The Phaserl



When the “Solutions” Become the Problems

by Charles Hugh Smith, Of Two Minds:

Those benefiting from these destructive “solutions” may think the system can go on forever, but it cannot go on when every “solution” becomes a self-reinforcing problem that amplifies all the other systemic problems.

We are living in an interesting but by no means unique dynamic in which the solutions to problems such as slow growth and inequality have become the problems. This is a dynamic I have often discussed in various contexts. In essence, a solution that was optimized for an earlier era and situation is repeatedly applied to the present–but the present is unlike the past, and the old solution is no longer optimized to current conditions.

The old solution isn’t just a less-than-optimal solution; it actively makes the problem worse.

As a result, the old solution becomes a new problem that only exacerbates the current difficulties. The status quo strategy is not to question the efficacy of the old solution–it is to apply the old solution in heavier and heavier doses, on the theory that if only we increase the dose, it will finally resolve the problem.

Take borrowing from the future, i.e. debt, as a prime example of this dynamic. Back when credit was scarce and expensive, unleashing a tsunami of cheap, abundant credit supercharged growth by enabling millions of people who previously had limited access to credit to suddenly borrow and spend enormous sums of cash.

This tsunami of new spending supercharged growth such that servicing the debt was easy, as incomes and wealth both expanded far beyond the cost of the new debt.

Fast-forward to today, and adding 50% of the nation’s GDP in new federal debt ($9 trillion) and trillions more in corporate and houshold debt in the past 8 years has yielded subpar growth–roughly 2% a year.

This poor response to massive floods of credit, borrowing and spending has flummoxed conventional economists, who incorrectly assumed old solutions would always work as they had in the past.

In a similar fashion, conventional economists expected fiscal stimulus to boost growth. Fiscal stimulus–one-time tax refunds, infrastructure spending, tax cuts and various forms of “helicopter money”–central banks creating money out of thin air for the government to spend or distribute–have all failed to generate the self-sustaining virtuous cycle of boosting the output of the engines of income/wealth creation.

As I noted in Fragmentation and the De-Optimization of Centralization (January 2, 2017), The 4th Industrial Revolution has de-optimized centralization. Centralized control, power and money are now the problem, not the solution.

In the past, centralizing control of industries, credit and production increased the productivity of the whole economy. But that was then, and this is now. In the current era, centralization only breeds corruption, moral hazard, revolving doors between state agencies and private industry, opaque, rigged markets, rentier cartel parasitism and state-cartel crony capitalism, in which the central state regulates industries like Big Pharma, defense weaponry, higher education and so on to benefit entrenched interests, elites and cartels.

Regulations have also slipped from being solutions to problems. Everyone weighing the costs and benefits agrees that building and zoning codes enacted at the turn of the 19th century and the beginning of the 20th century greatly reduced the health hazards posed by slums and unregulated industries. Everyone weighing the costs and benefits agrees that clean air and water regulations imposed in the early 1970s benefited the public and the nation, despite the higher costs for goods and services that industry passed down to the consumer.

Technological improvements and efficiencies offset much or all of these costs by the 1980s, and by the 1990s, technological gains were increasing the income and wealth of almost every participant in the economy.
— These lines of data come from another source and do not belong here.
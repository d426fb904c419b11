//! Posting records mapping a word to its per-document occurrence counts.
//!
//! A [`Posting`] is the unit stored by both index structures. Postings for the
//! same word are merged rather than duplicated: counts for a document already
//! present are summed, new documents are appended.

use serde::Serialize;

/// How many times a word occurred in one document.
#[derive(Debug, Clone, PartialEq, Eq, Serialize)]
pub struct DocumentCount {
    /// Name of the document (the file path for file-based ingestion).
    pub document: String,
    /// Total occurrences of the word seen so far in this document.
    pub count: u64,
}

impl DocumentCount {
    /// Create a new document count.
    pub fn new<S: Into<String>>(document: S, count: u64) -> Self {
        DocumentCount {
            document: document.into(),
            count,
        }
    }
}

/// One word and the documents it appears in.
///
/// Invariant: document names within `documents` are unique; insertion order of
/// first appearance is preserved.
#[derive(Debug, Clone, PartialEq, Eq, Serialize)]
pub struct Posting {
    /// The indexed word (already case-normalized by the analysis layer).
    pub word: String,
    /// Per-document occurrence counts.
    pub documents: Vec<DocumentCount>,
}

impl Posting {
    /// Create a posting with no document counts yet.
    pub fn new<S: Into<String>>(word: S) -> Self {
        Posting {
            word: word.into(),
            documents: Vec::new(),
        }
    }

    /// Create a posting recording `count` occurrences in a single document.
    pub fn single<W, D>(word: W, document: D, count: u64) -> Self
    where
        W: Into<String>,
        D: Into<String>,
    {
        let mut posting = Posting::new(word);
        posting.add_document(document, count);
        posting
    }

    /// Add `count` occurrences in `document`, summing with an existing entry
    /// for the same document name or appending a new one.
    pub fn add_document<D: Into<String>>(&mut self, document: D, count: u64) {
        let document = document.into();
        match self.documents.iter_mut().find(|d| d.document == document) {
            Some(existing) => existing.count += count,
            None => self.documents.push(DocumentCount::new(document, count)),
        }
    }

    /// Merge another posting for the same word into this one.
    ///
    /// Every incoming document count is added via [`Posting::add_document`],
    /// so the uniqueness invariant holds afterwards.
    pub fn merge(&mut self, other: &Posting) {
        debug_assert_eq!(self.word, other.word);
        for doc in &other.documents {
            self.add_document(doc.document.clone(), doc.count);
        }
    }

    /// Total occurrences of the word across all documents.
    pub fn total_count(&self) -> u64 {
        self.documents.iter().map(|d| d.count).sum()
    }

    /// Look up the count for one document, if present.
    pub fn count_for(&self, document: &str) -> Option<u64> {
        self.documents
            .iter()
            .find(|d| d.document == document)
            .map(|d| d.count)
    }
}

#[cfg(test)]
mod tests {
    use super::*;

    #[test]
    fn test_add_document_appends_new() {
        let mut posting = Posting::new("cat");
        posting.add_document("doc1", 1);
        posting.add_document("doc2", 3);

        assert_eq!(posting.documents.len(), 2);
        assert_eq!(posting.count_for("doc1"), Some(1));
        assert_eq!(posting.count_for("doc2"), Some(3));
    }

    #[test]
    fn test_add_document_sums_existing() {
        let mut posting = Posting::new("cat");
        posting.add_document("doc1", 2);
        posting.add_document("doc1", 5);

        assert_eq!(posting.documents.len(), 1);
        assert_eq!(posting.count_for("doc1"), Some(7));
    }

    #[test]
    fn test_merge() {
        let mut left = Posting::single("dog", "a.txt", 2);
        left.add_document("b.txt", 1);

        let mut right = Posting::single("dog", "b.txt", 4);
        right.add_document("c.txt", 1);

        left.merge(&right);

        assert_eq!(left.documents.len(), 3);
        assert_eq!(left.count_for("a.txt"), Some(2));
        assert_eq!(left.count_for("b.txt"), Some(5));
        assert_eq!(left.count_for("c.txt"), Some(1));
        assert_eq!(left.total_count(), 8);
    }

    #[test]
    fn test_count_for_absent_document() {
        let posting = Posting::single("cat", "doc1", 1);
        assert_eq!(posting.count_for("doc2"), None);
    }
}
Recently, these technological gains have become concentrated in the top 5% of wage-earners and the owners of the capital. There are several drivers for this, including proximity to cheap credit, tax evasion techniques available only to corporations and the wealthy, pay-to-play lobbying for tax breaks and regulatory barriers to competition, and so on–all the foul fruits of centralized power and the crony-capitalism it breeds.

But technology is also exacerbating the trend to a winner-take-all or winners-take-most asymmetry between the most profitable and productive and “everyone else.”

Regulations have now become burdens rather than low-cost means of improving the commons shared by all. Advocates for “tiny houses” and similar solutions to homelessness run into buzz-saws of regulations that prohibit such construction and zoning, and advocates of innovations from urban farming to crypto-currencies find regulations (often serving the interests of political donors rather than the public) are stifling innovations and efficiencies that would benefit the many rather than the few.

The regulatory agencies are prone to self-serving complexity that justified their budgets and power; as the regulations become more voluminous and arcane, “experts” in reading the runes and keeping up to date justify their big salaries and departmental budget.